A hero he is and will remain so long as tales of the sea are told.
So, have at him, in these pages!
A hero he is and will remain so long as tales of the sea are told
As you knew, today’s haiku is based on an a newspaper article about the restaurant industry.
In the guest opinion essay, “Foodie Fever Dreams Can’t Keep Restaurants Afloat” by Vivian Howard, a chef and restaurateur, is the author of two cookbooks and the host of the PBS series “A Chef’s Life” and “Somewhere South.”
Ms. Howard writes:
Even so, Chef & the Farmer closed, in large part because the inefficiencies, stress and fatigue brought by an unsustainable business model became impossible to ignore. Our industry needs to evolve or else more full-service, cuisine-driven restaurants like mine will languish their way to extinction.
About being in the restaurant business, she write: “…perhaps why you so rarely hear a parent say: “You should get into the restaurant business.
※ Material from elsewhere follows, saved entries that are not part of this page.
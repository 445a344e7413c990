use std::sync::Arc;

use bytes::Bytes;
use camwatch_common::frame::Frame;
use chrono::Utc;
use futures_util::StreamExt;
use reqwest::header::USER_AGENT;
use tokio::runtime::{Handle, RuntimeFlavor};
use tracing::{debug, error, info, warn};

use crate::cancel::CancelListener;
use crate::demux::FrameDemuxer;
use crate::detector::{MotionDetector, Outcome};
use crate::error::StreamError;
use crate::observer::Notifier;

/// Largest slice of body bytes handed to the demuxer in one step.
pub const READ_CHUNK_SIZE: usize = 64 * 1024;

#[derive(Debug, Clone, Copy, PartialEq, Eq)]
pub(crate) enum ReadOutcome {
    /// The camera closed the stream.
    Ended,
    Cancelled,
}

/// Reads an MJPEG HTTP response and runs every extracted frame through
/// the motion detector, notifying the observer along the way.
pub(crate) struct StreamReader {
    client: reqwest::Client,
    user_agent: String,
    demuxer: FrameDemuxer,
    detector: Arc<MotionDetector>,
    notifier: Notifier,
    next_seq: u64,
}

impl StreamReader {
    pub(crate) fn new(
        client: reqwest::Client,
        user_agent: String,
        detector: Arc<MotionDetector>,
        notifier: Notifier,
    ) -> Self {
        let demuxer = FrameDemuxer::new(detector.config().max_buffer_bytes);
        Self {
            client,
            user_agent,
            demuxer,
            detector,
            notifier,
            next_seq: 0,
        }
    }

    /// Stream until the camera closes the connection, a transport error
    /// occurs or cancellation is requested. Transport errors, including a
    /// cancellation that interrupts a pending connect or read, are reported
    /// to the observer exactly once.
    pub(crate) async fn run(mut self, url: &str, mut cancel: CancelListener) -> Option<ReadOutcome> {
        info!(url, "connecting to MJPEG stream");
        match self.read_stream(url, &mut cancel).await {
            Ok(outcome) => {
                info!(
                    url,
                    ?outcome,
                    frames = self.next_seq,
                    buffered = self.demuxer.buffered_len(),
                    "MJPEG stream finished"
                );
                Some(outcome)
            }
            Err(e) => {
                error!(error = %e, url, frames = self.next_seq, "MJPEG stream failed");
                self.notifier.error(&e.to_string());
                None
            }
        }
    }

    async fn read_stream(
        &mut self,
        url: &str,
        cancel: &mut CancelListener,
    ) -> Result<ReadOutcome, StreamError> {
        let request = self
            .client
            .get(url)
            .header(USER_AGENT, self.user_agent.as_str())
            .send();

        let response = tokio::select! {
            biased;
            _ = cancel.cancelled() => return Err(StreamError::Cancelled),
            response = request => response.map_err(StreamError::HttpConnect)?,
        };

        if !response.status().is_success() {
            return Err(StreamError::HttpStatus(response.status().as_u16()));
        }

        info!(status = %response.status(), "connected to MJPEG stream");

        let mut byte_stream = response.bytes_stream();
        loop {
            // Cancellation seen between reads ends the stream quietly.
            if cancel.is_cancelled() {
                return Ok(ReadOutcome::Cancelled);
            }

            let chunk = tokio::select! {
                biased;
                _ = cancel.cancelled() => return Err(StreamError::Cancelled),
                chunk = byte_stream.next() => chunk,
            };

            match chunk {
                Some(chunk) => {
                    let chunk = chunk.map_err(StreamError::HttpStream)?;
                    self.ingest(&chunk);
                }
                None => return Ok(ReadOutcome::Ended),
            }
        }
    }

    /// Feed body bytes through the demuxer and process every completed frame.
    pub(crate) fn ingest(&mut self, chunk: &[u8]) {
        for piece in chunk.chunks(READ_CHUNK_SIZE) {
            self.demuxer.push(piece);
            for data in self.demuxer.drain_frames() {
                self.handle_frame(data);
            }
            if let Err(e) = self.demuxer.enforce_limit() {
                self.notifier.error(&e.to_string());
            }
        }
    }

    fn handle_frame(&mut self, data: Bytes) {
        let seq = self.next_seq;
        self.next_seq += 1;
        let frame = Frame::new(data, seq, Utc::now().timestamp_millis());

        debug_assert!(frame.has_jpeg_markers());
        debug!(seq, bytes = frame.payload_size(), "frame extracted");
        self.notifier.frame(&frame);

        let detector = &self.detector;
        match run_cpu_bound(|| detector.process(&frame)) {
            Ok(Outcome::Baseline) => {}
            Ok(Outcome::Compared { metrics, motion }) => {
                self.notifier.metrics(metrics);
                if motion {
                    info!(seq, ratio = format!("{:.3}", metrics.ratio), "motion detected");
                    self.notifier.motion();
                }
            }
            Err(e) => {
                warn!(error = %e, seq, "skipping undecodable frame");
                self.notifier.error(&e.to_string());
            }
        }
    }
}

/// Run CPU-heavy work without starving other tasks on a multi-threaded
/// runtime. Current-thread runtimes and plain threads run it inline.
fn run_cpu_bound<T>(f: impl FnOnce() -> T) -> T {
    match Handle::try_current().map(|handle| handle.runtime_flavor()) {
        Ok(RuntimeFlavor::MultiThread) => tokio::task::block_in_place(f),
        _ => f(),
    }
}
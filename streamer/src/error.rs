/// Failures that end a streaming session.
#[derive(Debug, thiserror::Error)]
pub enum StreamError {
    #[error("HTTP connection failed: {0}")]
    HttpConnect(reqwest::Error),
    #[error("HTTP status {0}")]
    HttpStatus(u16),
    #[error("HTTP stream error: {0}")]
    HttpStream(reqwest::Error),
    /// Cancellation interrupted a pending connect or body read.
    #[error("stream cancelled")]
    Cancelled,
}

/// Failures confined to a single frame; streaming continues afterwards.
#[derive(Debug, thiserror::Error)]
pub enum FrameError {
    #[error("failed to decode frame {seq}: {source}")]
    Decode {
        seq: u64,
        #[source]
        source: image::ImageError,
    },
    #[error("decoded frame {seq} has no pixels")]
    EmptyImage { seq: u64 },
    #[error("frame buffer exceeded {limit} bytes without an end marker; discarded {discarded} bytes")]
    BufferOverflow { limit: usize, discarded: usize },
}

#[derive(Debug, thiserror::Error)]
pub enum SessionError {
    #[error("invalid camera URL '{url}': {reason}")]
    InvalidUrl { url: String, reason: String },
    #[error("failed to build HTTP client: {0}")]
    HttpClient(reqwest::Error),
    #[error("config error: {0}")]
    Config(#[from] camwatch_common::config::ConfigError),
}
use tokio::sync::watch;

/// Creates a linked cancellation handle and listener.
pub(crate) fn cancel_pair() -> (CancelHandle, CancelListener) {
    let (tx, rx) = watch::channel(false);
    (CancelHandle { tx }, CancelListener { rx })
}

/// Owner side of a cancellation signal. Dropping it also cancels.
pub(crate) struct CancelHandle {
    tx: watch::Sender<bool>,
}

impl CancelHandle {
    pub(crate) fn cancel(&self) {
        self.tx.send_replace(true);
    }
}

/// Worker side of a cancellation signal, checked at iteration boundaries.
#[derive(Clone)]
pub(crate) struct CancelListener {
    rx: watch::Receiver<bool>,
}

impl CancelListener {
    pub(crate) fn is_cancelled(&self) -> bool {
        *self.rx.borrow() || self.rx.has_changed().is_err()
    }

    /// Resolves once cancellation is requested or the handle is dropped.
    pub(crate) async fn cancelled(&mut self) {
        let _ = self.rx.wait_for(|cancelled| *cancelled).await;
    }
}

/// Signals worker completion when dropped, including on unwind.
pub(crate) struct CompletionGuard(watch::Sender<bool>);

impl CompletionGuard {
    pub(crate) fn new() -> (Self, watch::Receiver<bool>) {
        let (tx, rx) = watch::channel(false);
        (Self(tx), rx)
    }
}

impl Drop for CompletionGuard {
    fn drop(&mut self) {
        self.0.send_replace(true);
    }
}
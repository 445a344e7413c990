use std::collections::VecDeque;

use chrono::{DateTime, Local};

const MAX_ENTRIES: usize = 1000;

#[derive(Debug, Clone, PartialEq)]
pub struct Detection {
    pub at: DateTime<Local>,
    /// Change ratio of the last metrics sample before the detection.
    pub ratio: f32,
}

impl Detection {
    pub fn line(&self) -> String {
        format!(
            "[{}] Motion detected (ratio={:.3})",
            self.at.format("%H:%M:%S"),
            self.ratio
        )
    }
}

/// Most recent motion detections, oldest dropped first.
pub struct DetectionLog {
    entries: VecDeque<Detection>,
    capacity: usize,
}

impl DetectionLog {
    pub fn new() -> Self {
        Self::with_capacity(MAX_ENTRIES)
    }

    pub fn with_capacity(capacity: usize) -> Self {
        let capacity = capacity.max(1);
        Self {
            entries: VecDeque::with_capacity(capacity.min(MAX_ENTRIES)),
            capacity,
        }
    }

    pub fn record(&mut self, at: DateTime<Local>, ratio: f32) -> &Detection {
        if self.entries.len() == self.capacity {
            self.entries.pop_front();
        }
        self.entries.push_back(Detection { at, ratio });
        &self.entries[self.entries.len() - 1]
    }

    pub fn len(&self) -> usize {
        self.entries.len()
    }

    pub fn entries(&self) -> impl Iterator<Item = &Detection> {
        self.entries.iter()
    }
}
It looks like a nice life.“
As Anthony Bourdain once said, “I mean, I admire anyone who wants to cook and knowingly enters the field.
It’s a hard thing.
But, you know, look before you leap.
Because I’ve seen that so many times, kids coming out of cooking school and working in my kitchens, and literally two weeks in, you see it.
You look behind the line, and you can just see the dream die.
This terrible information sinking in, like, “Oh my God, this is nothing like they told me it was going to be.”
And I am thinking of going out to dinner tonight.
At least, as of right now.
I think I need a job that pays you to be on the beach.
Maybe the one I have that lets me on the beach at lunchtime is good enough.
But consider the beach.
Twice a day the tide comes in and wipes it clean.
Completely and efficiently.
No fatugue.
No stress.
Though I am sure that if I had the job to clean sweep the beach twice a day, I would make a mess of it and I would languish on my way to extinction.
sun shone salt glittered like tinsel the wind tousled the sea prettily
Adapted from:
Prepared for a slice of heroic adventure, they found themselves in the middle of a floating vicarage garden fete .
The sun shone.
The salt in the air glittered like tinsel In the enclosed water of the Solent, the stiffish southerly wind did no more than prettily tousle the sea.
Though I had made an important fuss of laying compass courses on the chart and calculating tidal streams, there was no navigation, since everyone could see exactly where everywhere was.
There was no solitude, either.
There was hardly any room at all in which to move.
From the book Coasting by Jonathan Raban
Jonathan Raban, the British travel writer, critic and novelist known for his candid accounts of travelling the world in books such as Passage to Juneau and Coasting, has died aged 80, his agent has confirmed.
and here you may find me on almost any lunchtime walk along the shore
Every day the sea blue gray green lavender pulls away leaving the harbor’s dark-cobbled undercoat
slick and rutted and worm-riddled, the gulls walk there among old whalebones, the white spines of fish blink from the strandy stew as the hours tick over; and then
far out the faint, sheer line turns, rustling over the slack, the outer bars, over the green-furled flats, over the clam beds, slippery logs,
barnacle-studded stones, dragging the shining sheets forward, deepening, pushing, wreathing together wave and seaweed, their piled curvatures
spilling over themselves, lapping blue gray green lavender, never resting, not ever but fashioning shore, continent, everything.
And here you may find me on almost any morning walking along the shore so light-footed so casual.
Tides by Mary Oliver
If I leave my the building where I work and turn left and walk up the street, cross at the corner and walk up a path through a parking lot, it takes me about 2 minutes to get to this view.
Oddly enough this was not mentioned as a perk of the job when I interviewed here.
Favored by good fortune and smart enough to not question it but just enjoy it.